++++ SUPPLIED RECORDS
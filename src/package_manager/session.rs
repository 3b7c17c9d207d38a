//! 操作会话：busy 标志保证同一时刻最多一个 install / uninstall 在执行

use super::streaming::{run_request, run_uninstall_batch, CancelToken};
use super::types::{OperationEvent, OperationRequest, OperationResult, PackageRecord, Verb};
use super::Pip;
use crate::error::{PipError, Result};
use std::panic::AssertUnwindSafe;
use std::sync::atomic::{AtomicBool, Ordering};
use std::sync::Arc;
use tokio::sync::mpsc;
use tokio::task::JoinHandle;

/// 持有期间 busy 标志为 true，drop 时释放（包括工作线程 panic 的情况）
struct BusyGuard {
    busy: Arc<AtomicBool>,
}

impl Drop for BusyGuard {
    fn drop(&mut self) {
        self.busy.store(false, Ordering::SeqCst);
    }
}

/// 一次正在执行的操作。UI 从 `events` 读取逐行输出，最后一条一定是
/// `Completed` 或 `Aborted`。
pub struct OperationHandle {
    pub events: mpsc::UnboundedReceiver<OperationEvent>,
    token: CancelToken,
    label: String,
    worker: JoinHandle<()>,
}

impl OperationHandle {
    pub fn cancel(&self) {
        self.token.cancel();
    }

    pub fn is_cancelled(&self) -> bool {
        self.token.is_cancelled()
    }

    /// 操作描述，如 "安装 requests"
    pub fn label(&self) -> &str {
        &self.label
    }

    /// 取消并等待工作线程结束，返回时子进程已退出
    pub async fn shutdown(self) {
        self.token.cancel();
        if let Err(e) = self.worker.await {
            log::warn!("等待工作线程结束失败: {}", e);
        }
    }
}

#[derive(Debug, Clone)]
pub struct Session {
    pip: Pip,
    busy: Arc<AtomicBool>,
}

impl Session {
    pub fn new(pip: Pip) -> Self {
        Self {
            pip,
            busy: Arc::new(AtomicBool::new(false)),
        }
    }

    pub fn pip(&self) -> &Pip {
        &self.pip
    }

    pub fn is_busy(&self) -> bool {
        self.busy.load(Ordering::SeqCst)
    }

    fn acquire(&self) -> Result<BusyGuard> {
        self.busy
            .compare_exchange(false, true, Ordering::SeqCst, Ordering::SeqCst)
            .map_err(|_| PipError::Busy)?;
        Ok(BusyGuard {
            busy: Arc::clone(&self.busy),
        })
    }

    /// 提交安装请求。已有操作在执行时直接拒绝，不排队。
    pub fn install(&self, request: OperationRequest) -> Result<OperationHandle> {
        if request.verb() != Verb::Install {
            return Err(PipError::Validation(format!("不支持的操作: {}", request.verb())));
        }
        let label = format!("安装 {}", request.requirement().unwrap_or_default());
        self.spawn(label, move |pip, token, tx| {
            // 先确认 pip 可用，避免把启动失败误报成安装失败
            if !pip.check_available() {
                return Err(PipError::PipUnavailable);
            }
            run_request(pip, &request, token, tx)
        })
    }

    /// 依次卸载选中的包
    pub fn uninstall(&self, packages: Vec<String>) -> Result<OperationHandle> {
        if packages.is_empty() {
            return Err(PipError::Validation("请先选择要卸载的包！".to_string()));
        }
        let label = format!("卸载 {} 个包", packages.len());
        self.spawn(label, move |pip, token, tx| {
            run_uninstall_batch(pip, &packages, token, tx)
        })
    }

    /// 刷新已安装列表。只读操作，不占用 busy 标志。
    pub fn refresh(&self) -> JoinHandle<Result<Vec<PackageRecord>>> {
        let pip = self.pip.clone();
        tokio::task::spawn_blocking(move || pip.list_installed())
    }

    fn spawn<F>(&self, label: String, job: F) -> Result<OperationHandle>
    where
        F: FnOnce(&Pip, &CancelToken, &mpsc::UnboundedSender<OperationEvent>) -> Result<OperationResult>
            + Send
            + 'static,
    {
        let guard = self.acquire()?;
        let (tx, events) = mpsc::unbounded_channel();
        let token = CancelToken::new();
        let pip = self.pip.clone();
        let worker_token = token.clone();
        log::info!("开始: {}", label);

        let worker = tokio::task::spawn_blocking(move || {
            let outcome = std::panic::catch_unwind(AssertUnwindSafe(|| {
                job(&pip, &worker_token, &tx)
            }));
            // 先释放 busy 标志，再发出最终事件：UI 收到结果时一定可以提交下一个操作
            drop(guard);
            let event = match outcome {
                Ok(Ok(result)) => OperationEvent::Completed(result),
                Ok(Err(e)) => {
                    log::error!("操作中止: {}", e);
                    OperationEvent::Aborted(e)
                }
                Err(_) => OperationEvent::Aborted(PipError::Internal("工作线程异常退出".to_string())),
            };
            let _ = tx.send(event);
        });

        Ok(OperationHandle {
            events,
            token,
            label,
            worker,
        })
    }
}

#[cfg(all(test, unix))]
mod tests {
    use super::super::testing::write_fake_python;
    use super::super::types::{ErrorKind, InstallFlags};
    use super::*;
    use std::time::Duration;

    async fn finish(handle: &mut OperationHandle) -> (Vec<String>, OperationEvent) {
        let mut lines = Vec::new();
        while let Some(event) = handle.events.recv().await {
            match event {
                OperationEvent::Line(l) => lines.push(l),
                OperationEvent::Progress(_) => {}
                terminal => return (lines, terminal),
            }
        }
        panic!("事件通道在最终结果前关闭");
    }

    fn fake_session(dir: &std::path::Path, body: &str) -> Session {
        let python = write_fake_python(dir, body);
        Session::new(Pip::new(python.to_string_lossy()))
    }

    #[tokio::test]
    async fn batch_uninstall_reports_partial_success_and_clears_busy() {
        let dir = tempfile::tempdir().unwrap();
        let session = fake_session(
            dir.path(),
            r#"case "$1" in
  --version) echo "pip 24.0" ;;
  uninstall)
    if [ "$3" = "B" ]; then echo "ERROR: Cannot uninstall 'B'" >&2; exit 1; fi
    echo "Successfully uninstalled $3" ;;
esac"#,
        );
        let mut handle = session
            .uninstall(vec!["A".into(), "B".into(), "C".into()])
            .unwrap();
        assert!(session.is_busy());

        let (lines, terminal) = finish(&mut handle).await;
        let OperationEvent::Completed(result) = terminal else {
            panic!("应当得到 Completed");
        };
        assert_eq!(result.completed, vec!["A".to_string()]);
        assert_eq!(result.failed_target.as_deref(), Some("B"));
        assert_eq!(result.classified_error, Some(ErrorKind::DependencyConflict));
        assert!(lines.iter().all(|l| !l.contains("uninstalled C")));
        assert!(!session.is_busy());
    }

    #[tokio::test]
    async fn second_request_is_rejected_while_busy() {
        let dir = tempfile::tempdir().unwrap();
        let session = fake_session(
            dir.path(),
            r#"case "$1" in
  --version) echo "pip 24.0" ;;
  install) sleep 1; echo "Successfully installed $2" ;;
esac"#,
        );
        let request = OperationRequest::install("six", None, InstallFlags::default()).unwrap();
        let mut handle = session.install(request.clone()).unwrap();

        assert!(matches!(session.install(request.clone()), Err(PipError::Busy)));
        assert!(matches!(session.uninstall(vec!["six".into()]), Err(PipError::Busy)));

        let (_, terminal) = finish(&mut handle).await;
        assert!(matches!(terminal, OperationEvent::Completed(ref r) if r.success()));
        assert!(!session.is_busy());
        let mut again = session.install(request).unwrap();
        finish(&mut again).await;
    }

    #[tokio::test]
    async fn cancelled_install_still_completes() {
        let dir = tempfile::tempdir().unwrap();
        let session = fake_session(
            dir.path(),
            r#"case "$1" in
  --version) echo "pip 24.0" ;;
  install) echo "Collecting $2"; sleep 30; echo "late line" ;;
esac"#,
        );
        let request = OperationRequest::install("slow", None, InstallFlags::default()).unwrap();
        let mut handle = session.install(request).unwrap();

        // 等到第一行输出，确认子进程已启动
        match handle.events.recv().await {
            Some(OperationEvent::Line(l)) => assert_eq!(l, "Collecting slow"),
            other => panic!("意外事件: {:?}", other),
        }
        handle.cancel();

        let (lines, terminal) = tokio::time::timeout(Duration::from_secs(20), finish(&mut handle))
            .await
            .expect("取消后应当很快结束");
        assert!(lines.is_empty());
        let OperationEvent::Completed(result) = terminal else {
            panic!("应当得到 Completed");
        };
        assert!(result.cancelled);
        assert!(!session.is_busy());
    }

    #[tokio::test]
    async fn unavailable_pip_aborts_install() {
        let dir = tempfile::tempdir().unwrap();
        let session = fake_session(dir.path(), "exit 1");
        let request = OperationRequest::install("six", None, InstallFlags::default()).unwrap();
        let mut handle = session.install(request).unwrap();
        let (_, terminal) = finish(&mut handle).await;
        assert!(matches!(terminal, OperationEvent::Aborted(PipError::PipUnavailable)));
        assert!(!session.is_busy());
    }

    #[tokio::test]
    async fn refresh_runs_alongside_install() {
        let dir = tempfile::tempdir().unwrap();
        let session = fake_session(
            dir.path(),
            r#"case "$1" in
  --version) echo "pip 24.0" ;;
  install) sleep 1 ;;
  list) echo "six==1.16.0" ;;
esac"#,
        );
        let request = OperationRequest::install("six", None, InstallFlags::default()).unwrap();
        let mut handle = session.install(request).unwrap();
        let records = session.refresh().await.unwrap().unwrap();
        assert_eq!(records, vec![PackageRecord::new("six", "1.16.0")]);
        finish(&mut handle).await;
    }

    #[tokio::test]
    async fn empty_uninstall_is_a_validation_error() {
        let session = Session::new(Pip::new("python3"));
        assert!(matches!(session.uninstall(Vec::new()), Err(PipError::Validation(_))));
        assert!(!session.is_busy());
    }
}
++++++++
++++ SUPPLIED RECORDS
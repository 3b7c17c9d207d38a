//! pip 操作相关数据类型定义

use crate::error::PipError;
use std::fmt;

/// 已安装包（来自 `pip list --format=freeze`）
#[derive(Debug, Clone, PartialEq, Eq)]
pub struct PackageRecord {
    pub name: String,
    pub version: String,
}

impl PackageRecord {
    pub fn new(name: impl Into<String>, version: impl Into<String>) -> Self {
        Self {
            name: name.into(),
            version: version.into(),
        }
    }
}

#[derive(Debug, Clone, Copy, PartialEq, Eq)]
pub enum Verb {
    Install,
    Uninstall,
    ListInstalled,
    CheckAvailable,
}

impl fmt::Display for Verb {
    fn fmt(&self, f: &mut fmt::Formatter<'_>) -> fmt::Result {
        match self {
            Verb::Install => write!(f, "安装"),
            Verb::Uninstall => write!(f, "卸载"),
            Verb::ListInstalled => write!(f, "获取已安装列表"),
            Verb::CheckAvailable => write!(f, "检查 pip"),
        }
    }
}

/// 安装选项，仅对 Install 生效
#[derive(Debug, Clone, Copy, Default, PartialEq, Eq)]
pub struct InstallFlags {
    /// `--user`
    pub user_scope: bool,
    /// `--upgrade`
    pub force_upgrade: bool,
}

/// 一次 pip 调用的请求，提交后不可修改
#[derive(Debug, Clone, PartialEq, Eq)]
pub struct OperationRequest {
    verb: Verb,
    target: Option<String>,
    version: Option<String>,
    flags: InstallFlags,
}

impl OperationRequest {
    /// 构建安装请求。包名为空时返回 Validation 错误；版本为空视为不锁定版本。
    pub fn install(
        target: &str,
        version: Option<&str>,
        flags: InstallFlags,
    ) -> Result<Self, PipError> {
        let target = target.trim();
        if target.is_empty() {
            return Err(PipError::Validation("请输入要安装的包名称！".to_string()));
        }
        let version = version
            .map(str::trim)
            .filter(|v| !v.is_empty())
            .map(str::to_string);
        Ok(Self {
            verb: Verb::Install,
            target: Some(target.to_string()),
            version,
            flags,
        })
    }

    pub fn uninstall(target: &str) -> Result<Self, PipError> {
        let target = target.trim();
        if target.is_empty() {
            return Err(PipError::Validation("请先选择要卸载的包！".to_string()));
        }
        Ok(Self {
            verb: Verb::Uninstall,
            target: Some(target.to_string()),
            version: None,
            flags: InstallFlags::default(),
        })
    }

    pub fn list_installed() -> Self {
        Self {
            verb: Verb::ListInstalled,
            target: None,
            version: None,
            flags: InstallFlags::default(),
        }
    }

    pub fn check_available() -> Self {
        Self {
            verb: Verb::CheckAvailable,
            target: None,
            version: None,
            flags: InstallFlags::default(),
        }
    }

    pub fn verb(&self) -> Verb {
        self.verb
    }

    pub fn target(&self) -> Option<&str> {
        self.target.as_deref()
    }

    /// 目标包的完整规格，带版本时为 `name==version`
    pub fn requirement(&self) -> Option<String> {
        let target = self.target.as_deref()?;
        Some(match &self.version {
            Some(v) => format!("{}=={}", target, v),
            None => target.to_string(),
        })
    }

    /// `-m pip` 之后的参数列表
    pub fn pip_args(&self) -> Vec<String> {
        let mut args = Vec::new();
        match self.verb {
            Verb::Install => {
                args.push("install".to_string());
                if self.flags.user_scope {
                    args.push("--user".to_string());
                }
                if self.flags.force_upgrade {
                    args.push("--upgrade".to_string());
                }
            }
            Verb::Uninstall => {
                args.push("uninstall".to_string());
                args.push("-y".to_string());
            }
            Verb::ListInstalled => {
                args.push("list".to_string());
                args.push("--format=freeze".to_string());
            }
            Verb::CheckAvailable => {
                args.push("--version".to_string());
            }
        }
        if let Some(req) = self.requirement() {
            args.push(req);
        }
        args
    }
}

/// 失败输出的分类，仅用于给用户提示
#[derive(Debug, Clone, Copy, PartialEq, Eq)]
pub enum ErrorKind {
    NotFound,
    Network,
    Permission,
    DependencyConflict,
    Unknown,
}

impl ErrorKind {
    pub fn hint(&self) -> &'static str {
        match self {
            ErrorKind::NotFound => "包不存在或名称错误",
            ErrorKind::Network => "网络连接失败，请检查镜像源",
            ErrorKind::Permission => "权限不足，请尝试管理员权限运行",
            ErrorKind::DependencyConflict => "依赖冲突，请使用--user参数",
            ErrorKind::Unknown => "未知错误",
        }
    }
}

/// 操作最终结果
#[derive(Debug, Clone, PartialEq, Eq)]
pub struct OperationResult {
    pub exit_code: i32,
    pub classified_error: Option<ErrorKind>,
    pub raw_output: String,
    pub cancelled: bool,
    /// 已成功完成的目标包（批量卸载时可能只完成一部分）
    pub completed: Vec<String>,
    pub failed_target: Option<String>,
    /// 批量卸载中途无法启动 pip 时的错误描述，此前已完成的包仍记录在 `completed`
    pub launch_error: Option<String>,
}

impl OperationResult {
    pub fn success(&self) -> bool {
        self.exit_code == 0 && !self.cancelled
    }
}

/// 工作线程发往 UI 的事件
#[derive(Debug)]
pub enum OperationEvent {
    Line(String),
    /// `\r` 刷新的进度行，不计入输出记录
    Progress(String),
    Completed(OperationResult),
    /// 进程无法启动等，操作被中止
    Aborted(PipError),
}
++++++++
• **TRY IT**:
Look through the listing and return each line containing the word "SeqCst".

• **TASK OUTPUT**:
        self.busy.store(false, Ordering::SeqCst);
        self.busy.load(Ordering::SeqCst)
            .compare_exchange(false, true, Ordering::SeqCst, Ordering::SeqCst)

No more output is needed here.